Some Random Genie: Your wish is granted. (Ukyo appears to Tim's left in the theatre)
Ukyo: How the hell did I get here? (A trap door opens underneath her and she falls out of the theatre)

>"Why is that,Ran-chan?,"replied Ukyou.

>"You are the only woman in the world that is kawaii regardless of what
>you wear,

Ranma: Okay, I KNOW he wrote those EXACT lines the last fic!
Tim: She didn't look too kawaii when she pretending to be a guy, now did she?

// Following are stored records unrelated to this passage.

//! 提示框处理 - 业务能力层
//!
//! 提交之后门户会弹出“提交成功”之类的提示框，需要再点一次确认才会关闭评教弹窗。

use std::cell::Cell;
use std::time::Duration;

use tokio::time::Instant;
use tracing::{debug, info};

use crate::config::AppConfig;
use crate::infrastructure::{Dom, Locator, Scope, Selector, TextMatch};
use crate::services::element_locator::{first_match, Presence};
use crate::services::interaction;
use crate::services::pacing::Pacer;
use crate::services::wait::Poll;

/// 自动提交后处理确认框的时长
pub const CONFIRM_WINDOW: Duration = Duration::from_secs(5);
/// 确认框处理的轮询间隔
pub const CONFIRM_INTERVAL: Duration = Duration::from_millis(500);

/// 如果某个作用域里出现了提交成功提示框，点掉它
///
/// 提示框容器取提示文字所在元素本身或其最近的容器祖先。
/// 先找确认文字按钮，再找关闭按钮。返回是否点击了任何按钮。
pub async fn dismiss_success_dialog<D: Dom>(dom: &D, config: &AppConfig, pacer: &Pacer) -> bool {
    let heuristics = &config.heuristics;
    let scopes = dom.scopes().await.unwrap_or_else(|_| vec![Scope::page()]);

    for scope in &scopes {
        for keyword in &heuristics.success_keywords {
            let hit = scope.locator(Selector::parse("*").with_text(TextMatch::Exact(keyword.clone())));
            if !matches!(dom.count(&hit).await, Ok(n) if n > 0) {
                continue;
            }

            let container = hit.first().closest(&heuristics.dialog_containers);
            let root = match dom.count(&container).await {
                Ok(n) if n > 0 => Some(container.first()),
                _ => None,
            };
            let within = |selector: String| match &root {
                Some(root) => root.locator(selector.as_str()),
                None => scope.locator(selector.as_str()),
            };

            for text in &heuristics.confirm_texts {
                let buttons = within(format!(
                    r#"button:visible:has-text("{text}"), a:visible:has-text("{text}")"#
                ));
                if let Some(button) = first_match(dom, [buttons], Presence::Attached).await {
                    info!("关闭提交成功提示框 scope={} button={}", scope, text);
                    return click_quietly(dom, pacer, &button).await;
                }
            }

            for close in &heuristics.dialog_close_selectors {
                let buttons = within(format!("{close}:visible"));
                if let Some(button) = first_match(dom, [buttons], Presence::Attached).await {
                    info!("关闭提交成功提示框 scope={} close={}", scope, close);
                    return click_quietly(dom, pacer, &button).await;
                }
            }
        }
    }
    false
}

/// 点击并随机停顿，失败只记录不返回错误
async fn click_quietly<D: Dom>(dom: &D, pacer: &Pacer, target: &Locator) -> bool {
    match interaction::click(dom, target).await {
        Ok(()) => {
            pacer.pause().await;
            true
        }
        Err(e) => {
            debug!("点击提示框按钮失败: {}", e);
            false
        }
    }
}

/// 确认按钮的候选：配置的选择器加上按确认文字生成的通用按钮
pub fn confirm_selector(config: &AppConfig) -> String {
    let mut parts = vec![config.selectors.success_confirm_button.clone()];
    for text in &config.heuristics.confirm_texts {
        parts.push(format!(
            r#"button:visible:has-text("{text}"), a:visible:has-text("{text}"), span:visible:text-is("{text}")"#
        ));
    }
    parts.join(", ")
}

/// 自动提交后的确认循环
///
/// 每一轮先按回车，再在弹窗作用域和顶层页面中找确认按钮并点击第一个可见的；
/// 点到了或者弹窗已经消失就提前结束。返回是否点击了确认按钮。
pub async fn confirm_after_submit<D: Dom>(
    dom: &D,
    config: &AppConfig,
    pacer: &Pacer,
    modal_scope: &Scope,
    modal: &Locator,
) -> bool {
    let selector = confirm_selector(config);
    let mut check_scopes = vec![modal_scope.clone()];
    if !modal_scope.is_page() {
        check_scopes.push(Scope::page());
    }

    let start = Instant::now();
    let confirmed = Cell::new(false);

    Poll::new(CONFIRM_WINDOW)
        .with_interval(CONFIRM_INTERVAL)
        .settle("确认提示框", || {
            let selector = selector.as_str();
            let check_scopes = &check_scopes;
            let confirmed = &confirmed;
            async move {
                if let Err(e) = dom.press_key("Enter").await {
                    debug!("按回车失败，忽略: {}", e);
                }

                for scope in check_scopes {
                    let candidates = scope.locator(selector).first();
                    if matches!(dom.is_visible(&candidates).await, Ok(true)) {
                        info!("找到确认按钮，点击 scope={}", scope);
                        if click_quietly(dom, pacer, &candidates).await {
                            confirmed.set(true);
                            return true;
                        }
                    }
                }

                !matches!(dom.is_visible(modal).await, Ok(true))
            }
        })
        .await;

    debug!("确认循环结束，用时 {}ms", start.elapsed().as_millis());
    confirmed.get()
}
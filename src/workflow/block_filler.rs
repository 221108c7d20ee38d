//! 题目填写 - 流程层
//!
//! 在当前激活的题目区域里为每道题选一个选项，再填写评语。

use std::sync::OnceLock;
use std::time::Duration;

use rand::seq::SliceRandom;
use regex::Regex;
use tracing::{debug, info};

use crate::error::BrowserResult;
use crate::infrastructure::{Dom, Locator};
use crate::services::wait::{expect_visible, read_progress};
use crate::workflow::session::Session;

/// 题目区域、评语框出现的等待时长
const BLOCK_VISIBLE_TIMEOUT: Duration = Duration::from_secs(5);

/// 一轮填写的统计
#[derive(Debug, Clone, Copy, Default, PartialEq, Eq)]
pub struct FillReport {
    pub total: usize,
    pub filled: usize,
    /// 没有单选框而跳过的题目
    pub skipped: usize,
}

/// 一道题选哪个选项
#[derive(Debug, Clone, Copy, PartialEq, Eq)]
pub enum OptionChoice {
    /// 文字含首选评价的 label
    Preferred(usize),
    /// 没有首选时用最后一个 label
    LastLabel(usize),
    /// 没有 label 时直接勾选最后一个单选框
    LastRadio(usize),
    /// 没有单选框
    Skip,
}

/// 根据 label 文字和单选框数量决定选项
pub fn choose_option(labels: &[String], radio_count: usize, preferred: &str) -> OptionChoice {
    if radio_count == 0 {
        return OptionChoice::Skip;
    }
    let wanted = preferred.to_lowercase();
    if let Some(i) = labels
        .iter()
        .position(|label| label.to_lowercase().contains(&wanted))
    {
        return OptionChoice::Preferred(i);
    }
    if !labels.is_empty() {
        return OptionChoice::LastLabel(labels.len() - 1);
    }
    OptionChoice::LastRadio(radio_count - 1)
}

/// 解析“已做：10/11”之类的进度文字
pub fn parse_progress(text: &str) -> Option<(u32, u32)> {
    static PROGRESS: OnceLock<Option<Regex>> = OnceLock::new();
    let re = PROGRESS
        .get_or_init(|| Regex::new(r"(\d+)\s*/\s*(\d+)").ok())
        .as_ref()?;
    let caps = re.captures(text)?;
    Some((caps[1].parse().ok()?, caps[2].parse().ok()?))
}

/// 从评语模板中随机取一条
pub fn pick_comment(pool: &[String]) -> Option<&str> {
    pool.choose(&mut rand::thread_rng()).map(String::as_str)
}

/// 为每道题选一个选项
pub async fn fill_questions<D: Dom>(
    session: &Session<'_, D>,
    questions: &Locator,
) -> BrowserResult<FillReport> {
    let dom = session.dom;
    let total = dom.count(questions).await?;
    let mut report = FillReport {
        total,
        ..Default::default()
    };

    for i in 0..total {
        let question = questions.nth(i);
        let radios = question.locator("input[type=radio]");
        let radio_count = dom.count(&radios).await?;

        let labels = question.locator("label");
        let label_texts: Vec<String> = if radio_count > 0 {
            dom.describe_all(&labels, None)
                .await?
                .into_iter()
                .map(|s| s.text)
                .collect()
        } else {
            Vec::new()
        };

        match choose_option(&label_texts, radio_count, &session.config.rating_text) {
            OptionChoice::Preferred(j) | OptionChoice::LastLabel(j) => {
                session.click(&labels.nth(j)).await?;
            }
            OptionChoice::LastRadio(j) => {
                dom.check(&radios.nth(j)).await?;
                session.pause().await;
            }
            OptionChoice::Skip => {
                report.skipped += 1;
                continue;
            }
        }
        report.filled += 1;
    }

    info!(
        "题目 共 {} 道，已选 {} 道，跳过(无单选框) {} 道",
        report.total, report.filled, report.skipped
    );
    Ok(report)
}

/// 填写弹窗中当前激活的题目区域
///
/// 先按配置的题目选择器填写，再填评语。如果进度显示未做满，放宽选择器再填一遍。
pub async fn fill_active_block<D: Dom>(
    session: &Session<'_, D>,
    modal: &Locator,
) -> BrowserResult<FillReport> {
    let dom = session.dom;
    let config = session.config;

    let active = modal.locator(&config.selectors.active_block).first();
    expect_visible(dom, &active, BLOCK_VISIBLE_TIMEOUT).await?;

    let report = fill_questions(session, &active.locator(&config.selectors.question_block)).await?;

    let comment_box = active.locator(&config.selectors.comment_textarea).first();
    expect_visible(dom, &comment_box, BLOCK_VISIBLE_TIMEOUT).await?;
    // 配置校验保证评语模板非空
    if let Some(comment) = pick_comment(&config.comment_templates) {
        dom.fill(&comment_box, comment).await?;
        debug!("评语: {}", comment);
    }

    let Some(progress) = read_progress(dom, &active, config).await else {
        return Ok(report);
    };
    info!("进度: {}", progress);

    if let Some((done, total)) = parse_progress(&progress) {
        if done < total {
            let broader = active
                .locator(&config.heuristics.generic_question_block)
                .has("input[type=radio]");
            let count = dom.count(&broader).await.unwrap_or(0);
            if count > 0 {
                info!("⚠️ 进度未满，放宽选择器重新填写，共 {} 道", count);
                fill_questions(session, &broader).await?;
                if let Some(after) = read_progress(dom, &active, config).await {
                    info!("进度(重填后): {}", after);
                }
            }
        }
    }

    Ok(report)
}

Or is the author secretly Yaoi?...

>especially when you're wearing a swimsuit."

Ranma: Not nearly as much so when you're plastered with mud.

>Ukyou blushed profusely,

Tim: And smacked Ranma over the head with her spatula.

>then replied "Oh,Ran-chan" as she and her husband Ranma kissed very
>passionately and deeply.

Graham: But did they do it briefly?

>Suddenly,their passionate kiss was interrupted by
>a tidal wave that splashed them and Ryuunosuke,

Ranma: I'm willing to change in order to make this fic interesting...

>leaving all 3 very wet.

Graham: This fic is leaving me as cold a fish. I'm gonna make a fire! At least I'll get SOME feeling from the FIRE! (Graham makes the fire)
Tim: Wait! You'll set off the-
(water pours down, transforming everyone into their curse forms)
Tim: Sprinklers.
Ranma: Well, I've changed. Is the fic interesting yet?

>Suddenly,Ryuunosuke noticed that Ranma didn't change into a girl like
>he always did whenever splashed with cool or cold water.

Tim: Nope.

>"Saotome-kun,why didn't you change into a girl when that wave hit
>you?,"inquired Ryuunosuke.

>"Let's just say a stashed away and saved an extra bottle of
>Nanniichuan water for emergencies

Ranma: Which I don't have or would have USED by now...

>such as my failed wedding to that uncute tomboy Akane Tendou

Tim: WAIT A MINUTE! He recognizes the end of the Manga, yet refuses to admit the last two pages? He IS deliberately going against Rumiko Takahashi's storyline!

>in which that dirty old Happousai drank up all that Nanniichuan water,"
>replied Ranma.

Graham: this has been Recap theatre with your host, Ranma Saotome
Tim: (Riff from Sluggy Freelance) That sounded suspiciously like a recap...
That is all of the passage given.